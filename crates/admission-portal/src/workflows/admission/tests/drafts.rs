use chrono::{Duration, Utc};

use super::common::{complete_payload, draft_store, owner, server_error};
use crate::workflows::admission::domain::{ApplicationPayload, Draft, DraftId, OwnerId};
use crate::workflows::admission::drafts::{DraftHandle, DraftStoreError, SaveOutcome};

#[tokio::test]
async fn saved_drafts_read_back_unchanged() {
    let (store, _, _) = draft_store();
    let payload = complete_payload();

    let outcome = store.save_draft(&payload, None).await;
    let draft_id = match outcome {
        SaveOutcome::Saved(id) => id,
        other => panic!("expected a saved draft, got {other:?}"),
    };

    let draft = store.get_draft(&draft_id).await.expect("draft exists");
    assert_eq!(draft.payload, payload);
    assert_eq!(draft.owner, owner());
}

#[tokio::test]
async fn resumed_drafts_keep_their_id_on_resave() {
    let (store, service, _) = draft_store();
    let first = store
        .save_draft(&ApplicationPayload::default(), None)
        .await
        .draft_id()
        .cloned()
        .expect("id assigned");

    let mut handle = store.resume(&first).await.expect("resumes");
    handle.payload = complete_payload();
    let outcome = store.autosave(&mut handle).await;

    assert_eq!(outcome.draft_id(), Some(&first));
    assert_eq!(handle.id.as_ref(), Some(&first));
    assert_eq!(service.stored().len(), 1);
    assert_eq!(
        store.get_draft(&first).await.expect("exists").payload,
        complete_payload()
    );
}

#[tokio::test]
async fn deleting_twice_succeeds_both_times() {
    let (store, _, _) = draft_store();
    let draft_id = store
        .save_draft(&complete_payload(), None)
        .await
        .draft_id()
        .cloned()
        .expect("id");

    store.delete_draft(&draft_id).await.expect("first delete");
    store.delete_draft(&draft_id).await.expect("second delete");

    match store.get_draft(&draft_id).await {
        Err(DraftStoreError::NotFound(id)) => assert_eq!(id, draft_id),
        other => panic!("expected not found, got {other:?}"),
    }
}

#[tokio::test]
async fn delete_failures_other_than_not_found_are_raised() {
    let (store, service, _) = draft_store();
    service.set_fail_deletes(true);
    match store.delete_draft(&DraftId("draft-9999".to_string())).await {
        Err(DraftStoreError::Remote(err)) => assert_eq!(err, server_error()),
        other => panic!("expected remote error, got {other:?}"),
    }
}

#[tokio::test]
async fn failed_saves_go_to_the_fallback_slot() {
    let (store, service, _) = draft_store();
    service.set_fail_saves(true);
    let mut handle = DraftHandle::new(complete_payload());
    handle.id = Some(DraftId("draft-0042".to_string()));

    let outcome = store.autosave(&mut handle).await;
    match &outcome {
        SaveOutcome::Degraded(degraded) => {
            assert!(degraded.cached_locally);
            assert_eq!(degraded.draft_id, handle.id);
        }
        other => panic!("expected degraded save, got {other:?}"),
    }

    let entry = store.recover().await.expect("readable").expect("stored");
    assert_eq!(entry.draft_id, Some(DraftId("draft-0042".to_string())));
    assert_eq!(entry.payload, complete_payload());

    store.clear_fallback().await.expect("clears");
    assert!(store.recover().await.expect("readable").is_none());
}

#[tokio::test]
async fn fallback_keeps_only_the_last_payload() {
    let (store, service, _) = draft_store();
    service.set_fail_saves(true);
    let mut older = ApplicationPayload::default();
    older.student_details.student_name = "First attempt".to_string();

    store.save_draft(&older, None).await;
    store.save_draft(&complete_payload(), None).await;

    let entry = store.recover().await.expect("readable").expect("stored");
    assert_eq!(entry.payload.student_details.student_name, "Asha Reddy");
}

#[tokio::test]
async fn listing_is_per_owner_and_newest_first() {
    let (store, service, _) = draft_store();
    let now = Utc::now();
    for (id, age_minutes, who) in [
        ("draft-a", 30, owner()),
        ("draft-b", 5, owner()),
        ("draft-c", 1, OwnerId("someone-else".to_string())),
        ("draft-d", 60, owner()),
    ] {
        service.insert(Draft {
            draft_id: DraftId(id.to_string()),
            owner: who,
            payload: ApplicationPayload::default(),
            saved_at: now - Duration::minutes(age_minutes),
        });
    }

    let listed: Vec<String> = store
        .list_drafts()
        .await
        .expect("lists")
        .into_iter()
        .map(|summary| summary.draft_id.0)
        .collect();
    assert_eq!(listed, vec!["draft-b", "draft-a", "draft-d"]);
}
use std::net::SocketAddr;
use std::sync::Arc;

use admission_portal::config::AppConfig;
use admission_portal::error::AppError;
use admission_portal::telemetry;
use admission_portal::workflows::admission::{
    AccountFlagOrder, AddressDetails, AdmissionFinalizer, AttachmentTracker, ContactDetails,
    DocumentKey, DraftStore, FinalizationError, MemoryFallbackCache, OfficePlacement, OwnerId,
    PayloadPatch, PortalClient, SignatureKind, StudentDetails, SubmissionCoordinator, UploadFile,
    WizardController, WizardError,
};
use chrono::{Datelike, Utc};
use clap::Args;
use tokio::net::TcpListener;
use tokio::task::JoinHandle;

use crate::infra::PortalBackend;
use crate::routes::portal_router;

const APPLICANT: &str = "applicant-demo";
const OFFICE: &str = "office-demo";

#[derive(Args, Debug, Default)]
pub(crate) struct DemoArgs {
    /// Make the account service fail with a 500 during finalization.
    #[arg(long)]
    pub(crate) simulate_account_outage: bool,
    /// Write studentAccountCreated only after the account exists.
    #[arg(long)]
    pub(crate) two_phase: bool,
    /// Department the office places the student in.
    #[arg(long, default_value = "BSc")]
    pub(crate) department: String,
}

/// Serve `backend` on an ephemeral local port.
async fn spawn_backend(
    backend: Arc<PortalBackend>,
) -> Result<(SocketAddr, JoinHandle<std::io::Result<()>>), AppError> {
    let listener = TcpListener::bind(SocketAddr::from(([127, 0, 0, 1], 0))).await?;
    let addr = listener.local_addr()?;
    let app = portal_router(backend);
    let handle = tokio::spawn(async move { axum::serve(listener, app).await });
    Ok((addr, handle))
}

pub(crate) async fn run_demo(args: DemoArgs) -> Result<(), AppError> {
    let DemoArgs {
        simulate_account_outage,
        two_phase,
        department,
    } = args;
    let config = AppConfig::load()?;
    telemetry::init(&config.telemetry)?;

    let backend = Arc::new(PortalBackend::default());
    let (addr, server) = spawn_backend(backend.clone()).await?;
    let base_url = format!("http://{addr}");
    println!("Admission portal demo (backend on {base_url})");

    let applicant = Arc::new(PortalClient::new(
        base_url.clone(),
        Some(APPLICANT.to_string()),
        config.portal.request_timeout,
    )?);
    let drafts = Arc::new(DraftStore::new(
        applicant.clone(),
        Arc::new(MemoryFallbackCache::default()),
        OwnerId(APPLICANT.to_string()),
    ));
    let tracker = AttachmentTracker::new(applicant.clone());
    let mut wizard = WizardController::start(drafts.clone());

    println!("\nApplicant");
    match wizard.next().await {
        Err(WizardError::Validation(errors)) => {
            println!("- empty form blocked: {errors}");
        }
        other => println!("- unexpected result for an empty form: {other:?}"),
    }

    wizard.edit(phase_one())?;
    let report = wizard.next().await?;
    println!(
        "- moved to phase {} | {} ({})",
        report.phase,
        report
            .save
            .as_ref()
            .map(|outcome| outcome.user_message())
            .unwrap_or("not saved"),
        report
            .save
            .as_ref()
            .and_then(|outcome| outcome.draft_id())
            .map(|id| id.0.as_str())
            .unwrap_or("-")
    );

    for (key, name) in [
        (DocumentKey::SscMemo, "ssc-memo.pdf"),
        (DocumentKey::TransferCertificate, "transfer-certificate.pdf"),
    ] {
        wizard
            .upload_document(&tracker, key, demo_file(name))
            .await?;
        println!("- uploaded {}", key.label());
    }
    wizard.select_degree_group("BSc")?;
    wizard.toggle_bsc_specialization("MPCs")?;
    wizard.toggle_bsc_specialization("MSCs")?;
    let report = wizard.next().await?;
    println!(
        "- moved to phase {} | {}",
        report.phase,
        report
            .save
            .as_ref()
            .map(|outcome| outcome.user_message())
            .unwrap_or("not saved")
    );

    wizard
        .upload_signature(&tracker, SignatureKind::StudentSignature, demo_file("signature.png"))
        .await?;
    wizard
        .upload_signature(&tracker, SignatureKind::PassportSizePhoto, demo_file("photo.jpg"))
        .await?;

    let coordinator = SubmissionCoordinator::new(applicant.clone(), drafts.clone());
    let application = wizard.submit(&coordinator).await?;
    println!(
        "- submitted application {} ({} drafts left)",
        application.application_id,
        drafts.list_drafts().await?.len()
    );

    println!("\nOffice");
    let office = Arc::new(applicant.with_token(OFFICE));
    if simulate_account_outage {
        backend.set_accounts_offline(true);
        println!("- account service outage simulated");
    }
    let order = if two_phase {
        AccountFlagOrder::TwoPhase
    } else {
        config.portal.account_flag_order
    };
    let finalizer = AdmissionFinalizer::new(
        office.clone(),
        office,
        config.portal.default_student_password.clone(),
    )
        .with_flag_order(order);

    let mut case = finalizer.load(&application.application_id).await?;
    case.mark_admitted()?;
    let admission_number = finalizer
        .suggest_admission_number(Utc::now().year(), &department)
        .await?;
    let placement = OfficePlacement {
        department: department.clone(),
        batch: format!("{}-{}", Utc::now().year(), Utc::now().year() + 3),
        section: "A".to_string(),
        admission_number,
        portal_number: None,
    };
    println!(
        "- admitted {} into {} as {} (flag order: {})",
        application.payload.student_details.student_name,
        placement.department,
        placement.admission_number,
        order.label()
    );

    match finalizer.save_and_provision(&mut case, &placement).await {
        Ok(account) => println!(
            "- student login created for {} ({})",
            account.email, account.enrollment_id
        ),
        Err(FinalizationError::AccountCreation {
            source,
            flag_left_set,
        }) => {
            println!("- account creation failed: {source}");
            println!(
                "  studentAccountCreated={} | accounts on file: {} | action {}",
                flag_left_set,
                backend.accounts().len(),
                if case.can_provision() {
                    "can be retried"
                } else {
                    "is locked"
                }
            );
        }
        Err(err) => return Err(err.into()),
    }

    if let Ok(stored) = backend.application(&application.application_id) {
        println!(
            "- application status: {} | state: {:?}",
            stored.status.label(),
            case.state()
        );
    }

    server.abort();
    Ok(())
}

fn phase_one() -> PayloadPatch {
    PayloadPatch {
        student_details: Some(StudentDetails {
            student_name: "Sai Teja".to_string(),
            father_name: "Venkata Rao".to_string(),
            mother_name: "Sarada".to_string(),
            date_of_birth: "2008-02-14".to_string(),
            gender: "Male".to_string(),
            nationality: "Indian".to_string(),
            ..StudentDetails::default()
        }),
        address_details: Some(AddressDetails {
            house_no: "7-1-22".to_string(),
            street: "Gandhi Nagar".to_string(),
            village: "Tenali".to_string(),
            mandal: "Tenali".to_string(),
            district: "Guntur".to_string(),
            pin_code: "522201".to_string(),
            state: "Andhra Pradesh".to_string(),
            ..AddressDetails::default()
        }),
        contact_details: Some(ContactDetails {
            mobile_no: "9848012345".to_string(),
            email: "sai.teja@example.com".to_string(),
            ..ContactDetails::default()
        }),
        ..PayloadPatch::default()
    }
}

fn demo_file(name: &str) -> UploadFile {
    UploadFile::new(name, format!("demo contents of {name}").into_bytes())
}
use std::path::Path;
use std::sync::Arc;

use tracing::{info, warn};

use super::domain::{AttachmentRef, DocumentKey, SignatureUpload, UploadedFiles};
use super::repository::{FileUploader, RemoteError};

/// Raw file handed to the uploader.
#[derive(Debug, Clone, PartialEq, Eq)]
pub struct UploadFile {
    pub file_name: String,
    pub content_type: String,
    pub bytes: Vec<u8>,
}

impl UploadFile {
    /// Build an upload, guessing the content type from the file name.
    pub fn new(file_name: impl Into<String>, bytes: Vec<u8>) -> Self {
        let file_name = file_name.into();
        let content_type = mime_guess::from_path(&file_name)
            .first_or_octet_stream()
            .essence_str()
            .to_string();
        Self {
            file_name,
            content_type,
            bytes,
        }
    }

    pub async fn from_path(path: impl AsRef<Path>) -> std::io::Result<Self> {
        let path = path.as_ref();
        let bytes = tokio::fs::read(path).await?;
        let file_name = path
            .file_name()
            .map(|name| name.to_string_lossy().into_owned())
            .unwrap_or_else(|| "upload.bin".to_string());
        Ok(Self::new(file_name, bytes))
    }
}

#[derive(Debug, Clone, Copy, PartialEq, Eq)]
pub enum SignatureKind {
    StudentSignature,
    PassportSizePhoto,
}

#[derive(Debug, thiserror::Error)]
pub enum UploadError {
    #[error("'{file_name}' is empty")]
    EmptyFile { file_name: String },
    #[error("upload of '{file_name}' failed: {source}")]
    Rejected {
        file_name: String,
        source: RemoteError,
    },
}

/// Turns raw files into attachment references stored against payload slots.
///
/// A failed upload never touches the target section. Replacing a slot does not retract
/// the previously stored remote file.
pub struct AttachmentTracker<U> {
    uploader: Arc<U>,
}

impl<U> AttachmentTracker<U>
where
    U: FileUploader + 'static,
{
    pub fn new(uploader: Arc<U>) -> Self {
        Self { uploader }
    }

    pub async fn upload(&self, file: UploadFile) -> Result<AttachmentRef, UploadError> {
        if file.bytes.is_empty() {
            return Err(UploadError::EmptyFile {
                file_name: file.file_name,
            });
        }

        let file_name = file.file_name.clone();
        match self.uploader.upload(file).await {
            Ok(attachment) => {
                info!(%file_name, url = %attachment.url, "attachment uploaded");
                Ok(attachment)
            }
            Err(source) => {
                warn!(%file_name, error = %source, "attachment upload failed");
                Err(UploadError::Rejected { file_name, source })
            }
        }
    }

    /// Upload and store under `key`, returning the reference it replaced.
    pub async fn attach(
        &self,
        key: DocumentKey,
        file: UploadFile,
        files: &mut UploadedFiles,
    ) -> Result<Option<AttachmentRef>, UploadError> {
        let attachment = self.upload(file).await?;
        Ok(files.set(key, attachment))
    }

    pub async fn attach_signature(
        &self,
        kind: SignatureKind,
        file: UploadFile,
        signatures: &mut SignatureUpload,
    ) -> Result<Option<AttachmentRef>, UploadError> {
        let attachment = self.upload(file).await?;
        let slot = match kind {
            SignatureKind::StudentSignature => &mut signatures.student_signature,
            SignatureKind::PassportSizePhoto => &mut signatures.passport_size_photo,
        };
        Ok(slot.replace(attachment))
    }
}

What the task requires — Using the data above, count every line that contains the word "Tenali", then give the count and nothing more.

Your response — 2